Picker Examines "SOPA and Censorship Spillovers"

SOPA and Censorship Spillovers
Randal C. Picker
The Media Institute
December 23, 2011

Possible copyright legislation has been in the news with the House Judiciary Committee’s on-again, off-again mark up of H.R. 3261, the “Stop Online Piracy Act.”  SOPA, and its Senate cousin, the PROTECT IP Act, are designed to limit intellectual property infringement at the price of, depending on whom you believe, the Internet’s very soul.

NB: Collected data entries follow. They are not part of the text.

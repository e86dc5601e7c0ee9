//! Retry scheduling after a failed sign-in.
//!
//! A small state machine: Idle until a final failure, Scheduled while one
//! (and only one) one-shot retry is registered with the host scheduler.
//! Scheduling a new retry always cancels the previous handle first, so at
//! most one retry task ever exists. The attempt counter lives in process
//! memory; it resets on any success and on process restart.

use std::ops::RangeInclusive;
use std::time::Duration;

use chrono::Utc;
use rand::Rng;

use crate::host::HostScheduler;

/// Backoff window for a retry, minutes.
const RETRY_DELAY_MINUTES: RangeInclusive<u64> = 5..=15;

/// Outcome of asking the scheduler to handle a failure.
#[derive(Debug, Clone, PartialEq, Eq)]
pub enum RetryDecision {
    /// A retry was registered with the host.
    Scheduled {
        task_id: String,
        delay: Duration,
        attempt: u32,
        max_attempts: u32,
    },
    /// Retries are disabled (`max_attempts == 0`).
    Disabled,
    /// The attempt budget for the day is spent.
    Exhausted { max_attempts: u32 },
}

/// Per-day retry state. `Idle` when `pending` is `None`, `Scheduled`
/// otherwise.
#[derive(Debug)]
pub struct RetryScheduler {
    attempts_used: u32,
    max_attempts: u32,
    pending: Option<String>,
}

impl RetryScheduler {
    pub fn new(max_attempts: u32) -> Self {
        Self {
            attempts_used: 0,
            max_attempts,
            pending: None,
        }
    }

    pub fn attempts_used(&self) -> u32 {
        self.attempts_used
    }

    pub fn is_scheduled(&self) -> bool {
        self.pending.is_some()
    }

    /// Handle a final failure: schedule a randomized retry if budget
    /// remains, replacing any outstanding one.
    pub fn on_failure(&mut self, host: &dyn HostScheduler) -> RetryDecision {
        let delay_minutes = rand::thread_rng().gen_range(RETRY_DELAY_MINUTES);
        self.on_failure_with_delay(host, Duration::from_secs(delay_minutes * 60))
    }

    /// Deterministic-delay variant; `on_failure` supplies the jitter.
    pub fn on_failure_with_delay(
        &mut self,
        host: &dyn HostScheduler,
        delay: Duration,
    ) -> RetryDecision {
        if self.max_attempts == 0 {
            log::info!("retry disabled (max_attempts=0)");
            return RetryDecision::Disabled;
        }
        if self.attempts_used >= self.max_attempts {
            log::warn!("retry budget spent ({} attempts), giving up", self.max_attempts);
            return RetryDecision::Exhausted {
                max_attempts: self.max_attempts,
            };
        }

        if let Some(old) = self.pending.take() {
            log::info!("replacing pending retry task {old}");
            host.cancel(&old);
        }

        self.attempts_used += 1;
        let task_id = format!(
            "nodeseek-retry-{}-{}",
            self.attempts_used,
            Utc::now().timestamp_millis()
        );
        host.schedule_once(&task_id, delay);
        self.pending = Some(task_id.clone());
        log::info!(
            "retry {}/{} scheduled in {}s",
            self.attempts_used,
            self.max_attempts,
            delay.as_secs()
        );

        RetryDecision::Scheduled {
            task_id,
            delay,
            attempt: self.attempts_used,
            max_attempts: self.max_attempts,
        }
    }

    /// A success resets the attempt budget. Any pending retry is left to
    /// fire: the duplicate run classifies as already-signed and is harmless.
    pub fn on_success(&mut self) {
        self.attempts_used = 0;
        self.pending = None;
    }

    /// Cancel the outstanding retry, if any; used on service shutdown.
    pub fn cancel_pending(&mut self, host: &dyn HostScheduler) {
        if let Some(id) = self.pending.take() {
            host.cancel(&id);
        }
    }
}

I should say up front that I don’t have a current position on the merits of SOPA and PROTECT IP.  I am not in a position, in Siskel-and-Ebert-like fashion, to offer a thumbs up or down on these bills.  There is a great deal going on here and I am sure that my understanding is only partial.  And the bills are a moving target, changing as more commentary comes in.  My job is to try to advance my understanding and sometimes to do that in public in an effort to push forward more general understanding.  Think of this as a progress report on those efforts.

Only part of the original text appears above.